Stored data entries
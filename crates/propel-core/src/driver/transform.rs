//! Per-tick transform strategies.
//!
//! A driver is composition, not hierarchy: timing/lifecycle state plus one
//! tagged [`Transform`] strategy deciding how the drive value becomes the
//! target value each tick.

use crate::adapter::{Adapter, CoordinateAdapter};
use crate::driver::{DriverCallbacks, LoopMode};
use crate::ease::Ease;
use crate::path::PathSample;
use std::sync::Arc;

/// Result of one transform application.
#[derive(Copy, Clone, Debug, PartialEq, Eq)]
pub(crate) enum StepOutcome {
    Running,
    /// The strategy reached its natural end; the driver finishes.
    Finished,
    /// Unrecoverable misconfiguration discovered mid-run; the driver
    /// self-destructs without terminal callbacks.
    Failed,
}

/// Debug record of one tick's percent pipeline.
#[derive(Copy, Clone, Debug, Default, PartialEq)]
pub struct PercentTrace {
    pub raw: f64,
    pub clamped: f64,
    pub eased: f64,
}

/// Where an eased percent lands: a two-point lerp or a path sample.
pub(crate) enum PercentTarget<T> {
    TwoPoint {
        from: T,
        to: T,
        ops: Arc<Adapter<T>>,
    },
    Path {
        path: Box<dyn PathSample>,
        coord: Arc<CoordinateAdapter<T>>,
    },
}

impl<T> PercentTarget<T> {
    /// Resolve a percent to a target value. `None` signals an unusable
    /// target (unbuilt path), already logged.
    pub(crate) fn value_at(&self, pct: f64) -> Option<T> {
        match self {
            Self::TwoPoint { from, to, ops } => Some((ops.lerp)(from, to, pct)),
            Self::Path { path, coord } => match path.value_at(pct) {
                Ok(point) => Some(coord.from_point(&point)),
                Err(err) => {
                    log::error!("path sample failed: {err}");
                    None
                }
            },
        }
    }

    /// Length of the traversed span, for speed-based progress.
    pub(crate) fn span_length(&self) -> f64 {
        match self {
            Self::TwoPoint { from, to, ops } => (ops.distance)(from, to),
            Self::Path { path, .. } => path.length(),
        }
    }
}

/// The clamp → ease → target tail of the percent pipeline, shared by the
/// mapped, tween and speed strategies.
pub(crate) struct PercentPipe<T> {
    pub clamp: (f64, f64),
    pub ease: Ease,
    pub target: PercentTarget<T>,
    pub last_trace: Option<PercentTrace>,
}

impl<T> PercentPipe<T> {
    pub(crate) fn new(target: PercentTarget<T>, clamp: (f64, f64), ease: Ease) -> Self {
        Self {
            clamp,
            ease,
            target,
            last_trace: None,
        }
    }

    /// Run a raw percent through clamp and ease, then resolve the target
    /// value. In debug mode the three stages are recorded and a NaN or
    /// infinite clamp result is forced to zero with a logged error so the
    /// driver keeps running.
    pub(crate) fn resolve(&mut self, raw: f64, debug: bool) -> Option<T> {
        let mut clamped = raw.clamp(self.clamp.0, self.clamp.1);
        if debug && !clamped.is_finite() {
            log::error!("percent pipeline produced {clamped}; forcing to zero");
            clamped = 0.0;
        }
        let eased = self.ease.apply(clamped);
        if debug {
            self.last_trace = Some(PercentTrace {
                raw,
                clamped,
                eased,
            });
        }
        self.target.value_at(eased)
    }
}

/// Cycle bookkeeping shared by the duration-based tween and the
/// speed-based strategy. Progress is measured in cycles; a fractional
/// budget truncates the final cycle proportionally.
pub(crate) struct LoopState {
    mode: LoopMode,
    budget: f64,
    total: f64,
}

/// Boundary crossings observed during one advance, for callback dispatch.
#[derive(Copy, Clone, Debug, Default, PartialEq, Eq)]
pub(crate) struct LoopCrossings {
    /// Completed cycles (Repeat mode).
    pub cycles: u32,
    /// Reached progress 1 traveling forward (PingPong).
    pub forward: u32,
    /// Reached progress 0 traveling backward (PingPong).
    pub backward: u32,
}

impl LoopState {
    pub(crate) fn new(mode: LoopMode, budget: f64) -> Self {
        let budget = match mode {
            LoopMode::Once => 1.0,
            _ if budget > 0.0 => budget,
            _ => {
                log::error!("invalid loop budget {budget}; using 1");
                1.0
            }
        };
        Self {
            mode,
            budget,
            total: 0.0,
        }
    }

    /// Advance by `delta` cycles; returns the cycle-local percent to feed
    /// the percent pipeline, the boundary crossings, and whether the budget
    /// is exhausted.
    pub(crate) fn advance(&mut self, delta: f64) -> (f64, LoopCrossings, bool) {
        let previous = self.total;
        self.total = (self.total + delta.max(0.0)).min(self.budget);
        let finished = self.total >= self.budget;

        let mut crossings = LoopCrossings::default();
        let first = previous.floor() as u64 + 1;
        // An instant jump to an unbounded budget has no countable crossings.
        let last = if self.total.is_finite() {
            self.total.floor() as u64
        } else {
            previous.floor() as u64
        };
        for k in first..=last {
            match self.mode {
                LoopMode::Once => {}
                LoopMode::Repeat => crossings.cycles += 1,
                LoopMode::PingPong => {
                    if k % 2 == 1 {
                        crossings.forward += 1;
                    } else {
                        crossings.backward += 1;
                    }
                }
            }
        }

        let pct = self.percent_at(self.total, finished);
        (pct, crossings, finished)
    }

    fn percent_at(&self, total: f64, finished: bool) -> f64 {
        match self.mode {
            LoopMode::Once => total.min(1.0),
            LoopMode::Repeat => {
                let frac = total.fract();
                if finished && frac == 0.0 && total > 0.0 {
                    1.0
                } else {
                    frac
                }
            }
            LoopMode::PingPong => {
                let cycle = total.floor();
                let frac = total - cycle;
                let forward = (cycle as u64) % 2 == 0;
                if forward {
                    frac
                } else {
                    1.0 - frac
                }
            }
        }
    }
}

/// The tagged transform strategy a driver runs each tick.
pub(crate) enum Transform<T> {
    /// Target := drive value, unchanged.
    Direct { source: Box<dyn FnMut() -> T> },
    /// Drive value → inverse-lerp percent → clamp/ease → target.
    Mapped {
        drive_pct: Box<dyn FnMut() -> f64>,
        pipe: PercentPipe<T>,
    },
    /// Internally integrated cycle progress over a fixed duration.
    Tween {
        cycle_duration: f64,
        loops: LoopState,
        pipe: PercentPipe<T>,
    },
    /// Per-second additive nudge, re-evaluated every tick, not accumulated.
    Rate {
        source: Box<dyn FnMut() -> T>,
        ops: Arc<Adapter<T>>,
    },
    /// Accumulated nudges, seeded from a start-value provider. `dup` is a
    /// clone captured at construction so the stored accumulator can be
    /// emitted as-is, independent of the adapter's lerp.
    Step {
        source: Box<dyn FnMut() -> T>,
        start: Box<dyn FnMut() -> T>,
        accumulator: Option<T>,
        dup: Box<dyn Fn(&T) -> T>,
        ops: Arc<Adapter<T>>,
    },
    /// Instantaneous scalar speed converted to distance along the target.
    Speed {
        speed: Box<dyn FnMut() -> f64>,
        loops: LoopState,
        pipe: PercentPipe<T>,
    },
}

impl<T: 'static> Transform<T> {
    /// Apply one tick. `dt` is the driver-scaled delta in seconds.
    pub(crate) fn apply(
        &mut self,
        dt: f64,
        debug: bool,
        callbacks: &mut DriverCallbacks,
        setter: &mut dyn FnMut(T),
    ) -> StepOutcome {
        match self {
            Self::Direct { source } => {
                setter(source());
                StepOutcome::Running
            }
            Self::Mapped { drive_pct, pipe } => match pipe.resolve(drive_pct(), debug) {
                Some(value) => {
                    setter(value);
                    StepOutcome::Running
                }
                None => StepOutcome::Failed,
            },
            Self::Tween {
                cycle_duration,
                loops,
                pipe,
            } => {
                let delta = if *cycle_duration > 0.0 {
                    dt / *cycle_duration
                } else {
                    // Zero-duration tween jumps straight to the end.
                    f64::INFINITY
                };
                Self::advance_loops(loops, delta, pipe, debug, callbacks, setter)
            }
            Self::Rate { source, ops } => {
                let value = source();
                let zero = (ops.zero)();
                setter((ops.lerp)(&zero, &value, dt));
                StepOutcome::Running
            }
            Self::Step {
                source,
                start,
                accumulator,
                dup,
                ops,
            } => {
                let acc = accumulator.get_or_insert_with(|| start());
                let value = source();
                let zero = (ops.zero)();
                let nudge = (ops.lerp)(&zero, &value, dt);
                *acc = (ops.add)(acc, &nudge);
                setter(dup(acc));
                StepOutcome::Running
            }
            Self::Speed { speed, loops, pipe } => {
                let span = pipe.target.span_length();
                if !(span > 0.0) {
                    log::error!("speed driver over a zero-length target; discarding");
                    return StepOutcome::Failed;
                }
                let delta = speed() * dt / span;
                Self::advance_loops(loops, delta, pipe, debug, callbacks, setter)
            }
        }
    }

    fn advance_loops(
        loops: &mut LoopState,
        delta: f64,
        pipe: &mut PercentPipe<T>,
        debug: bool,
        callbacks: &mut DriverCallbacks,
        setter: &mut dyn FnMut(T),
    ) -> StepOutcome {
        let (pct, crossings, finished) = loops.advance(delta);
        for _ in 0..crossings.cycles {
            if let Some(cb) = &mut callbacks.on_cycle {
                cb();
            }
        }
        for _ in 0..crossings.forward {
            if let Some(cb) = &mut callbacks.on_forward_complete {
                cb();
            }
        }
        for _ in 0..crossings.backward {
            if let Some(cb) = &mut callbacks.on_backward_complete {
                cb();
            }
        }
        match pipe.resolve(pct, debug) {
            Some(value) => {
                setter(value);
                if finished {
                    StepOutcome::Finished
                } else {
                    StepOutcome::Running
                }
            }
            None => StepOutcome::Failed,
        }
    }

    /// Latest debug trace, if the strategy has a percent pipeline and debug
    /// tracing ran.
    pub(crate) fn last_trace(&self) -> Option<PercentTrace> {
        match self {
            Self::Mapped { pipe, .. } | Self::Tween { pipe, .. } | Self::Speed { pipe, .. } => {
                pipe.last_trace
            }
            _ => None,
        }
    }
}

## Problem requirements
Copy out each line of the data that has the word "LoopState" in it.

## Expected output
pub(crate) struct LoopState {
impl LoopState {
        loops: LoopState,
        loops: LoopState,
        loops: &mut LoopState,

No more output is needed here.